The raw materials are generally processed into a fine powder, often already as a fine powder before arriving at the factory, and some vitamins are premixed with filler ingredients such as microcrystalline cellulose or maltodextrin to produce more uniform particles, thus simplifying subsequent processing steps. When using a new ingredient, lab technicians may produce test batches to determine whether premixing is required.

4. Wet granulation

For vitamin tablets, particle size plays an important role in determining how well the formula will perform in a tablet press. If the raw vitamins from the dispenser are ground to a size suitable for tableting, a wet granulation step is not required. Alternatively, fine vitamin powders are mixed with different cellulose granules, moistened, and dried in a dryer. After drying, formula may become lumpy. In this case, the powder needs to be run through a mill to ensure it is the right size. The grinder forces them into a small hole to achieve the desired particle size.

5.Weigh and mix

The vitamin ingredients are weighed on a scale as soon as they are prepared. In the recipe batch record, the required weight of each ingredient is listed. Once weighed, place the ingredients in a blender and blend for about 15-30 minutes. Samples are then taken from different sides of the mixer and inspected to ensure even distribution and proportions of all ingredients. When running large batches, the first three or four tanks in the mixer are inspected and then re-inspected periodically.

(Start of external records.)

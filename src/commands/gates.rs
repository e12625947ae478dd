//! Run only the quality gates of a plan
//! Usage: weft gates <plan> [--source derived]

use anyhow::{bail, Context, Result};
use colored::Colorize;
use std::path::PathBuf;

use super::{prepare, print_gate_result};
use crate::config::ConfigOverrides;
use crate::executor::CancelFlag;
use crate::gates::{execution_order, QualityGateRunner};

pub struct GatesOptions {
    pub plan_path: PathBuf,
    pub config_path: Option<PathBuf>,
    pub overrides: ConfigOverrides,
    /// Only list the gates in execution order
    pub list: bool,
    pub json: bool,
}

/// Execute the gates command
pub fn execute(options: GatesOptions, cancel: CancelFlag) -> Result<()> {
    let (parsed, engine) = prepare(
        &options.plan_path,
        options.config_path.as_deref(),
        &options.overrides,
        cancel,
    )?;
    let gates = engine.gates_for(&parsed.plan);

    if gates.is_empty() {
        println!("{}", "No quality gates to run".dimmed());
        return Ok(());
    }

    if options.list {
        for gate in execution_order(&gates) {
            let required = if gate.required { "required" } else { "optional" };
            println!(
                "  {} {} {}",
                gate.id,
                format!("[{}]", gate.kind).dimmed(),
                required.dimmed()
            );
        }
        return Ok(());
    }

    let results = QualityGateRunner::new(engine.executor().clone())
        .with_tasks(&parsed.plan.tasks)
        .execute_gates(&gates);

    if options.json {
        let json =
            serde_json::to_string_pretty(&results).context("Failed to serialize gate results")?;
        println!("{json}");
    } else {
        println!("{}", "Quality gates:".bold());
        for result in &results {
            print_gate_result(result);
        }
        let not_run = gates.len() - results.len();
        if not_run > 0 {
            println!("  {} {} gate(s) not run", "−".dimmed(), not_run);
        }
    }

    if let Some(blocking) = results.iter().find(|r| r.is_blocking()) {
        bail!("Required gate '{}' failed", blocking.gate_id);
    }
    if engine.executor().cancel_flag().is_cancelled() {
        bail!("Gate run was cancelled");
    }
    Ok(())
}
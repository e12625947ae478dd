use chrono::{DateTime, Utc};
use serde::{Deserialize, Serialize};
use std::time::Duration;

use super::TaskStatus;
use crate::plan::schema::GateKind;

/// Outcome of a single quality gate.
///
/// `passed` is decided from the task status, the exit code and the
/// kind-specific output heuristics, so it can be false with exit code 0.
#[derive(Debug, Clone, PartialEq, Serialize, Deserialize)]
#[serde(rename_all = "camelCase")]
pub struct QualityGateResult {
    pub gate_id: String,
    pub kind: GateKind,
    pub required: bool,
    pub status: TaskStatus,
    pub passed: bool,
    #[serde(rename = "durationMs", with = "super::duration_ms")]
    pub duration: Duration,
    pub message: String,
    /// Exit code, attempts, output excerpts and gate settings
    pub details: serde_json::Value,
    pub timestamp: DateTime<Utc>,
}

impl QualityGateResult {
    /// A failed gate that blocks progress
    pub fn is_blocking(&self) -> bool {
        self.required && !self.passed
    }
}
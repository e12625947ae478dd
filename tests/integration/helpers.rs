//! Shared helpers for integration tests

use std::fs;
use std::path::{Path, PathBuf};
use tempfile::TempDir;

use weft::executor::ExecutorConfig;
use weft::models::{ExecutionReport, TaskResult};
use weft::{parse, Engine, GateSource, Plan};

/// Parse plan text that is expected to be valid
pub fn plan(yaml: &str) -> Plan {
    parse(yaml).unwrap_or_else(|e| panic!("plan should be valid: {e}"))
}

/// Run a plan with the given executor settings and the plan's own gates
pub fn run(yaml: &str, config: ExecutorConfig) -> ExecutionReport {
    Engine::new(config)
        .with_gate_source(GateSource::Plan)
        .run(&plan(yaml))
        .expect("parsed plans always build a valid graph")
}

/// Write plan text into a fresh temporary directory
pub fn write_plan(yaml: &str) -> (TempDir, PathBuf) {
    let dir = TempDir::new().expect("Failed to create temp directory");
    let path = dir.path().join("plan.yaml");
    fs::write(&path, yaml).expect("Failed to write plan");
    (dir, path)
}

pub fn task<'a>(report: &'a ExecutionReport, id: &str) -> &'a TaskResult {
    report
        .task(id)
        .unwrap_or_else(|| panic!("no result for task '{id}'"))
}

pub fn task_ids(report: &ExecutionReport) -> Vec<&str> {
    report.tasks.iter().map(|t| t.task_id.as_str()).collect()
}

pub fn gate_ids(report: &ExecutionReport) -> Vec<&str> {
    report.gates.iter().map(|g| g.gate_id.as_str()).collect()
}

/// Path used by plans that record side effects in a file
pub fn marker(dir: &Path, name: &str) -> String {
    dir.join(name).display().to_string()
}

Once the batch in the mixer is approved, the mixture is transferred to the encapsulating machine and placed into a hopper. Initially, a test batch goes through the encapsulating machine to ensure the capsules are of appropriate and consistent weight. The finished vitamin mixture is then compressed into tablets, sometimes coated, or enclosed in preformed gelatin capsules, depending on the brand owner's specifications. You can even visually inspect your vitamin capsules for tears or dents. If the test shows no errors, the entire batch is run.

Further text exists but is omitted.